Resumen El virus de la influenza A es el responsable de la gripe aviar, condición patológica que afecta principalmente aves, caballos y mamíferos marinos, sin embargo, el subtipo H5NI tiene la capacidad de infectar a los humanos de forma rápida, exponiéndolos a un posible evento pandémico. Por tanto, el objetivo de este estudio fue realizar el acoplamiento molecular y modelado tridimensional por homología de flavonoides derivados de amentoflavona con las neuraminidasas H1N1 y H5N1 del virus de gripe aviar. Inicialmente, se obtuvo por homología la estructura 3D de la neuraminidasa H1N1. Seguido, se realizó un acoplamiento molecular de H1N1 con seis ligandos (F36, Ginkgetin, 3S,3R, 5S,5R, 6S y 6R), y más adelante H5N1 y los ligandos F36, Ginkgetin, 5R y 6R. Finalmente, a los complejos obtenidos se les realizó un análisis de interacciones. Los resultados dejaron en evidencia una relación entre la actividad inhibitoria y las interacciones tipo puente de hidrógeno e hidrofóbicas formadas entre el sitio activo de las neuraminidasas y los ligandos. Además, se observó una mejora en la actividad inhibitoria de los ligandos para la estereoquímica tipo R y sustituyentes poco voluminosos. De ahí que se propongan la evaluación experimental de los ligandos 5R y 6R como potenciales inhibidores de H5N1.

Abstract The influenza A virus is responsible for bird flu; a pathological condition that mainly affects birds, horses, and marine mammals, however, the H5N' subtype can infect humans quickly; exposing them to a possible pandemic event. Therefore, the objective of this study was to carry out the molecular docking and three-dimensional homology modeling of flavonoids derived from amentoflavone with H'NI and H5NI neuraminidases of the avian influenza virus. Initially, the 3D structure of H1N1 neuraminidase was obtained by homology. Then, the molecular docking of H1N1 was carried out with six ligands (F36, Ginkgetin, 3S, 3R, 5S, 5R, 6S, and 6R), and subsequently H5N1 and F36, Ginkgetin, 5R, and 6R ligands. Finally, an interaction analysis of the proteinligand complex was performed. The results showed a relationship between the inhibitory activity of ligands and the hydrophobic and hydrogen bridge-type interactions. In addition, an improvement in the inhibitory activity of the ligands for R-type stereochemistry and small bulky substituents was observed. Thus, the experimental evaluation of the 5R and 6R ligands as potential H5N' inhibitors is proposed.

Resumo O vírus influenza A é responsável pela gripe aviária; condição patológica que afeta principalmente pássaros, cavalos e mamíferos marinhos, no entanto, o subtipo H5N' tem a capacidade de infectar humanos rapidamente; assim, expondo-os a um possível evento pandémico.
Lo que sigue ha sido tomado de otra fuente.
//! Client configuration.
//!
//! Provides [`ClientConfig`], built once per client and immutable afterwards,
//! and [`SigningPolicy`], derived from it at client construction.

use rustack_s3_signer::Credentials;
use serde::{Deserialize, Serialize};
use typed_builder::TypedBuilder;

/// Region used for the signing scope when none is supplied or discovered.
pub const DEFAULT_REGION: &str = "us-east-1";

/// S3 client configuration.
///
/// # Examples
///
/// ```
/// use rustack_s3_client::config::ClientConfig;
/// use rustack_s3_signer::Credentials;
///
/// let config = ClientConfig::builder()
///     .endpoint("s3.amazonaws.com")
///     .use_ssl(true)
///     .credentials(Credentials::new("AKID", "secret"))
///     .build();
/// assert!(config.port.is_none());
/// assert!(config.region_host_rewrite);
/// ```
#[derive(Debug, Clone, Serialize, Deserialize, TypedBuilder)]
#[serde(rename_all = "camelCase")]
pub struct ClientConfig {
    /// Endpoint host name without scheme or port (e.g. `"s3.amazonaws.com"`).
    #[builder(default = String::from("localhost"), setter(into))]
    pub endpoint: String,

    /// Explicit port; omitted from URLs when absent.
    #[builder(default, setter(strip_option))]
    #[serde(default)]
    pub port: Option<u16>,

    /// Whether to use HTTPS.
    #[builder(default = false)]
    pub use_ssl: bool,

    /// Credentials; requests are anonymous when absent.
    #[builder(default, setter(strip_option))]
    #[serde(default)]
    pub credentials: Option<Credentials>,

    /// Region used when a call does not supply one.
    #[builder(default, setter(strip_option, into))]
    #[serde(default)]
    pub region: Option<String>,

    /// Value of the `user-agent` header.
    #[builder(default = default_user_agent(), setter(into))]
    pub user_agent: String,

    /// Whether a known region is inserted into the request host.
    #[builder(default = true)]
    pub region_host_rewrite: bool,

    /// Log level filter string (e.g. `"info"`, `"debug"`).
    #[builder(default = String::from("info"), setter(into))]
    pub log_level: String,
}

impl Default for ClientConfig {
    fn default() -> Self {
        Self {
            endpoint: String::from("localhost"),
            port: None,
            use_ssl: false,
            credentials: None,
            region: None,
            user_agent: default_user_agent(),
            region_host_rewrite: true,
            log_level: String::from("info"),
        }
    }
}

impl ClientConfig {
    /// Load configuration from environment variables.
    ///
    /// Reads the following environment variables (falling back to defaults):
    ///
    /// | Variable | Default |
    /// |----------|---------|
    /// | `S3_ENDPOINT` | `localhost` |
    /// | `S3_PORT` | none |
    /// | `S3_USE_SSL` | `false` |
    /// | `AWS_ACCESS_KEY_ID` | none |
    /// | `AWS_SECRET_ACCESS_KEY` | empty |
    /// | `AWS_SESSION_TOKEN` | none |
    /// | `AWS_REGION`, then `DEFAULT_REGION` | none |
    /// | `S3_USER_AGENT` | `Rustack (<os>; <arch>) rustack-s3-client/<version>` |
    /// | `S3_REGION_HOST_REWRITE` | `true` |
    /// | `LOG_LEVEL` | `info` |
    ///
    /// # Examples
    ///
    /// ```
    /// use rustack_s3_client::config::ClientConfig;
    ///
    /// let config = ClientConfig::from_env();
    /// assert!(!config.endpoint.is_empty());
    /// ```
    #[must_use]
    pub fn from_env() -> Self {
        let mut config = Self::default();

        if let Ok(v) = std::env::var("S3_ENDPOINT") {
            config.endpoint = v;
        }
        if let Ok(v) = std::env::var("S3_PORT") {
            if let Ok(port) = v.parse::<u16>() {
                config.port = Some(port);
            }
        }
        if let Ok(v) = std::env::var("S3_USE_SSL") {
            config.use_ssl = parse_bool(&v);
        }
        if let Ok(access_key) = std::env::var("AWS_ACCESS_KEY_ID") {
            let secret_key = std::env::var("AWS_SECRET_ACCESS_KEY").unwrap_or_default();
            let mut credentials = Credentials::new(access_key, secret_key);
            if let Ok(token) = std::env::var("AWS_SESSION_TOKEN") {
                credentials = credentials.with_session_token(token);
            }
            config.credentials = Some(credentials);
        }
        if let Ok(v) = std::env::var("AWS_REGION").or_else(|_| std::env::var("DEFAULT_REGION")) {
            config.region = Some(v);
        }
        if let Ok(v) = std::env::var("S3_USER_AGENT") {
            config.user_agent = v;
        }
        if let Ok(v) = std::env::var("S3_REGION_HOST_REWRITE") {
            config.region_host_rewrite = parse_bool(&v);
        }
        if let Ok(v) = std::env::var("LOG_LEVEL") {
            config.log_level = v;
        }

        config
    }
}

/// How requests from a client are signed.
///
/// Computed once from the [`ClientConfig`] when the client is built.
#[derive(Debug, Clone, Copy, PartialEq, Eq)]
pub struct SigningPolicy {
    /// No credentials, or both keys empty: requests carry no `authorization`.
    pub anonymous: bool,
    /// Whether payloads are hashed with SHA-256 instead of `UNSIGNED-PAYLOAD`.
    ///
    /// Only signed requests over plain HTTP hash their payload; TLS already
    /// protects the body in transit.
    pub sha256_payload: bool,
}

impl SigningPolicy {
    /// Derive the policy for `config`.
    ///
    /// # Examples
    ///
    /// ```
    /// use rustack_s3_client::config::{ClientConfig, SigningPolicy};
    ///
    /// let policy = SigningPolicy::from_config(&ClientConfig::default());
    /// assert!(policy.anonymous);
    /// assert!(!policy.sha256_payload);
    /// ```
    #[must_use]
    pub fn from_config(config: &ClientConfig) -> Self {
        let anonymous = config
            .credentials
            .as_ref()
            .is_none_or(Credentials::is_anonymous);
        Self {
            anonymous,
            sha256_payload: !anonymous && !config.use_ssl,
        }
    }
}

/// The `user-agent` sent when none is configured.
fn default_user_agent() -> String {
    format!(
        "Rustack ({}; {}) rustack-s3-client/{}",
        std::env::consts::OS,
        std::env::consts::ARCH,
        env!("CARGO_PKG_VERSION"),
    )
}

/// Parse a string as a boolean, accepting `"1"` and `"true"` (case-insensitive).
fn parse_bool(value: &str) -> bool {
    value == "1" || value.eq_ignore_ascii_case("true")
}
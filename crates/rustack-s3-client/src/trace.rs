//! Request/response trace hooks.
//!
//! The dispatcher reports every outgoing request and incoming response head
//! to a [`TraceSink`]. The default [`NoopTraceSink`] discards them;
//! [`TracingSink`] forwards them to `tracing` with secrets redacted.

use std::fmt::Write as _;
use std::time::Duration;

use http::{HeaderMap, Method, StatusCode, Uri};
use tracing::debug;

/// One observable step of a dispatch.
#[derive(Debug, Clone, Copy)]
pub enum TraceEvent<'a> {
    /// A signed request is about to be sent.
    Request {
        /// HTTP method.
        method: &'a Method,
        /// Request URL.
        uri: &'a Uri,
        /// Request headers, including `authorization`.
        headers: &'a HeaderMap,
    },
    /// A response head was received.
    Response {
        /// HTTP method of the request.
        method: &'a Method,
        /// Request URL.
        uri: &'a Uri,
        /// Response status.
        status: StatusCode,
        /// Response headers.
        headers: &'a HeaderMap,
        /// Time from send to response head.
        elapsed: Duration,
    },
}

/// Receives trace events.
pub trait TraceSink: Send + Sync + 'static {
    /// Observe one event.
    fn on_event(&self, event: &TraceEvent<'_>);
}

/// A sink that ignores every event.
#[derive(Debug, Clone, Copy, Default)]
pub struct NoopTraceSink;

impl TraceSink for NoopTraceSink {
    fn on_event(&self, _event: &TraceEvent<'_>) {}
}

/// A sink that logs events at `debug` level through `tracing`.
///
/// The `Signature=` part of `authorization` and the session token are
/// replaced with `**REDACTED**`.
#[derive(Debug, Clone, Copy, Default)]
pub struct TracingSink;

impl TraceSink for TracingSink {
    fn on_event(&self, event: &TraceEvent<'_>) {
        match event {
            TraceEvent::Request {
                method,
                uri,
                headers,
            } => {
                debug!(
                    method = %method,
                    uri = %uri,
                    headers = %render_headers(headers),
                    "S3 request"
                );
            }
            TraceEvent::Response {
                method,
                uri,
                status,
                headers,
                elapsed,
            } => {
                debug!(
                    method = %method,
                    uri = %uri,
                    status = status.as_u16(),
                    elapsed_ms = elapsed.as_millis(),
                    headers = %render_headers(headers),
                    "S3 response"
                );
            }
        }
    }
}

const REDACTED: &str = "**REDACTED**";

/// Render headers as `name: value` pairs separated by `; `, with secrets redacted.
#[must_use]
pub fn render_headers(headers: &HeaderMap) -> String {
    let mut out = String::new();
    for (name, value) in headers {
        if !out.is_empty() {
            out.push_str("; ");
        }
        let value = value.to_str().unwrap_or("<binary>");
        let value = match name.as_str() {
            "authorization" => redact_signature(value),
            "x-amz-security-token" => REDACTED.to_owned(),
            _ => value.to_owned(),
        };
        let _ = write!(out, "{name}: {value}");
    }
    out
}

/// Replace the hex after `Signature=` with a marker.
///
/// # Examples
///
/// ```
/// use rustack_s3_client::trace::redact_signature;
///
/// assert_eq!(
///     redact_signature("AWS4-HMAC-SHA256 Credential=AKID/x, SignedHeaders=host, Signature=abc123"),
///     "AWS4-HMAC-SHA256 Credential=AKID/x, SignedHeaders=host, Signature=**REDACTED**"
/// );
/// ```
#[must_use]
pub fn redact_signature(value: &str) -> String {
    match value.find("Signature=") {
        Some(index) => {
            let start = index + "Signature=".len();
            let end = value[start..]
                .find(|c: char| !c.is_ascii_hexdigit())
                .map_or(value.len(), |offset| start + offset);
            format!("{}{REDACTED}{}", &value[..start], &value[end..])
        }
        None => value.to_owned(),
    }
}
Portanto, o objetivo deste estudo foi realizar o acoplamento e modelagem de homologia tridimensional de flavonóides derivados da amentoflavona com as neuraminidases H1N1 e H5N1 do vírus da influenza aviária. Inicialmente, a estrutura 3D da neuraminidase H1N1 foi obtida por homologia. Em seguida, o acoplamento molecular de H1N1 foi realizado com seis ligantes (F36, Ginkgetin, 3S, 3R, 5S, 5R, 6S e 6R) e, posteriormente, H5NI e os ligantes F36, Ginkgetin, 5R e 6R. Finalmente, uma análise de interação foi realizada nos complexos obtidos. Os resultados mostraram uma relação entre a atividade inibitória e as interações hidrofóbicas e do tipo ponte de hidrogénio formadas entre o sítio ativo das neuraminidases e os ligantes. Além disso, foi observada uma melhoria na atividade inibitória dos ligantes para a estereoquímica do tipo R e pequenos substituintes volumosos. Assim, é proposta a avaliação experimental dos ligantes 5R e 6R como potenciais inibidores do H5NI.